Uma disputa de bilhões de reais pode impactar diretamente a conta de água dos consumidores paranaenses. A Companhia de Saneamento do Paraná (Sanepar) recebeu recentemente cerca de R$ 4 bilhões da União, resultado de uma decisão judicial que reconheceu a imunidade tributária da empresa, evitando o pagamento de Imposto de Renda.
De acordo com a Gazeta do Povo, a Agência Reguladora de Serviços Públicos Delegados do Paraná (Agepar) propõe que todo o valor seja repassado aos consumidores por meio de reduções na tarifa. Essa sugestão gerou reação da Sanepar, resultando em uma queda nos valores das ações da companhia. A Agepar abriu uma consulta pública para coletar opiniões da população, e uma audiência pública está agendada para 29 de abril.
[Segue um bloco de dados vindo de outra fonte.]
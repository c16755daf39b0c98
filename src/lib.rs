//! Artistlookup - Spotify artist metadata from the command line
//!
//! This library provides a client-credentials Spotify catalog client and the
//! lookups built on it: followers, genres, profile info and top tracks.

/// Client modules for the Spotify catalog and local JSON output
pub mod clients;
/// Artist lookups reshaping catalog responses for display
pub mod lookup;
Carlos Werlang Lebelein, sócio da LMDM Consultoria, avalia a situação como complexa, com argumentos válidos em ambos os lados. Segundo o economista, a Agepar justifica a proposta com base no fato de que os recursos representam uma “outra receita” da Sanepar, distinta daquela proveniente da cobrança de água e esgoto. A agência argumenta que impostos não são riscos para a empresa, e que o valor retornado à União deve ser devolvido aos consumidores como desconto.
Lebelein destaca que a justificativa da Agepar é válida devido à origem fiscal do recurso. Contudo, ele também reconhece o argumento da Sanepar, que defende que a regulação tarifária deve incentivar a eficiência da empresa, especialmente em um setor de monopólio natural. A inversão do pagamento, na visão do especialista, poderia desestimular a Sanepar a buscar otimizações e reduções de custos.
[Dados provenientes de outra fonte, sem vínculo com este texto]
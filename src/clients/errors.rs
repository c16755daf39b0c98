use thiserror::Error;

#[derive(Error, Debug)]
pub enum Error {
    #[error("Configuration error: {0}")]
    ConfigurationError(String),

    #[error("Authentication failed: {0}")]
    AuthenticationError(String),

    // Non-success status from a catalog endpoint, message is the one sent by the server
    #[error("Spotify API error ({status}): {message}")]
    ApiError { status: u16, message: String },

    #[error("HTTP error: {0}")]
    HttpError(#[from] reqwest::Error),

    #[error("Deserialization error: {0}")]
    DeserializationError(#[from] serde_json::Error),

    #[error("Storage error: {0}")]
    StorageError(#[from] std::io::Error),
}

pub type Result<T> = std::result::Result<T, Error>;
A decisão final sobre a destinação dos recursos caberá à Agepar, após a análise da consulta pública e da audiência. O processo deve levar alguns meses, e a agência deverá apresentar um relatório detalhado. A consulta pública, aberta em 27 de março, permite que a população envie sugestões e questionamentos até o dia 28 de abril, por meio de formulário online disponível no site da Agepar.
Caso a Sanepar não concorde com o resultado, o tema poderá ser levado à Justiça. Lebelein enfatiza a importância da estabilidade regulatória para o sistema de saneamento, ressaltando que a previsibilidade das regras é fundamental para a segurança jurídica e para os operadores do setor.
A Sanepar, por meio de nota à Tribuna do Paraná, manifestou sua desaprovação à proposta da Agepar e autorizou o encaminhamento da matéria ao Conselho de Administração para deliberação. A Agepar, por sua vez, reafirmou o caráter transparente e imparcial do processo, conforme divulgado em nota à mesma publicação.